I'm sorry, maybe I'm ignorant, but I could use a break down of what some of these categories even mean. For example:

1. What is a novelette? I'm assuming it's shorter than a novella? I guess I could Google it, but that's no fun. 

2. What is Best Related Work?

3. Also I'm not familiar with any of the fan categories. Does this mean like fan fiction or something that is outside the industry in some way? I know Kameron Hurley's writing (which is awesome), but I'm not sure why she's listed as a fan writer. Does she write fan fiction? 

4. I'm assuming your Return of the Kingian reference is to the Wheel of Time? Did none of the books ever win a Hugo? That's kind of insane to me since you'd think at least one of them would have. 

5. I also don't know a lot of these names. Which makes me happy because that means I can find new, cool authors (or old ones I just haven't heard of) 

6. And another question: which do you think are controversial picks?


----------



## Ophiucha (Apr 19, 2014)

No problem. 

1. Novelette, as far as I can tell, is a term invented by SFF award ceremonies to split up short stories (5k and less) and novellas (15/20k-50k). Just to get more stories nominated overall, one assumes.

2. Meta text about fantasy/science fiction. So things talking about themes in the genre, reviews, analysis, etc..

3. It tends to mean someone who isn't professionally published, or works for free. As with 'related works', they usually write more meta than actual stories, although I think you can be nominated if you just publish free sff online or in fanzines. I don't know if fanfiction counts, but maybe?

4. Nope. I don't think they were ever even nominated. It's a touch more blatant than RotK, insofar as they nominated _The Wheel of Time_ as a whole as opposed to just _A Memory of Light_.

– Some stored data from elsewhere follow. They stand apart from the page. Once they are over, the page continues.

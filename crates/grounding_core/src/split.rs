pub const MIN_LEFT_PERCENT: f64 = 30.0;
pub const MAX_LEFT_PERCENT: f64 = 70.0;
pub const DEFAULT_LEFT_PERCENT: f64 = 50.0;

/// Horizontal extent of the split container in client coordinates.
#[derive(Debug, Clone, Copy, PartialEq)]
pub struct ContainerSpan {
    pub left: f64,
    pub width: f64,
}

/// Divider between the page pane and the chunk list.
///
/// Pointer tracking is held only between [`begin_drag`](SplitState::begin_drag)
/// and [`end_drag`](SplitState::end_drag); both report whether the capture
/// state actually changed so the caller can acquire or release exactly once.
#[derive(Debug, Clone, Copy, PartialEq)]
pub struct SplitState {
    left_width_percent: f64,
    dragging: bool,
}

impl Default for SplitState {
    fn default() -> Self {
        Self {
            left_width_percent: DEFAULT_LEFT_PERCENT,
            dragging: false,
        }
    }
}

impl SplitState {
    pub fn left_width_percent(&self) -> f64 {
        self.left_width_percent
    }

    pub fn is_dragging(&self) -> bool {
        self.dragging
    }

    pub fn begin_drag(&mut self) -> bool {
        let started = !self.dragging;
        self.dragging = true;
        started
    }

    /// Move the divider under the pointer. Ignored unless dragging.
    pub fn drag_to(&mut self, pointer_x: f64, container: ContainerSpan) -> bool {
        if !self.dragging || container.width.is_nan() || container.width <= 0.0 {
            return false;
        }
        let raw = (pointer_x - container.left) / container.width * 100.0;
        if raw.is_nan() {
            return false;
        }
        let next = raw.clamp(MIN_LEFT_PERCENT, MAX_LEFT_PERCENT);
        let changed = next != self.left_width_percent;
        self.left_width_percent = next;
        changed
    }

    pub fn end_drag(&mut self) -> bool {
        let was_dragging = self.dragging;
        self.dragging = false;
        was_dragging
    }
}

5. Best part of the awards for me!

6. There are a few here, although I think Vox Day (in the novelette category) is the most controversial one. I won't comment on the specifics, but his Wiki page gives an overview. I know I heard some mumbling about one of the editor nominations earlier on Facebook. And the continued dominance of _Doctor Who_ on the short-form dramatic presentation category is always a heated topic. Not to mention the controversy over the host a month ago, when Jonathan Ross was announced and then quickly pulled back.


----------



## Telcontar (Apr 19, 2014)

Love that XKCD (Randall Munroe) is up for a Hugo for "Time." That was a fantastic creation. Admittedly I have not seen his competition's offerings, but I still hope he wins.


----------



## Ophiucha (Apr 19, 2014)

Yes, I love the XKCD 'comics' that are just huge and full of little secrets and odd programming and can just take away an afternoon exploring. _Time_ was a great one. Only other one I've read is _Saga_, which is good but I'd rather see something else win.


----------



## Feo Takahari (Apr 19, 2014)

Pardon me, I'm still adjusting to the idea that XK-freaking-CD is up for a Hugo. I guess it's in the same medium as previous winners like Digger, but Digger has a lot more in common with, say, Saga than XKCD has in common with either of them. It's like if a brilliant animated short that was made exclusively for Youtube was nominated for the Academy Award for Best Animated Short Film.


----------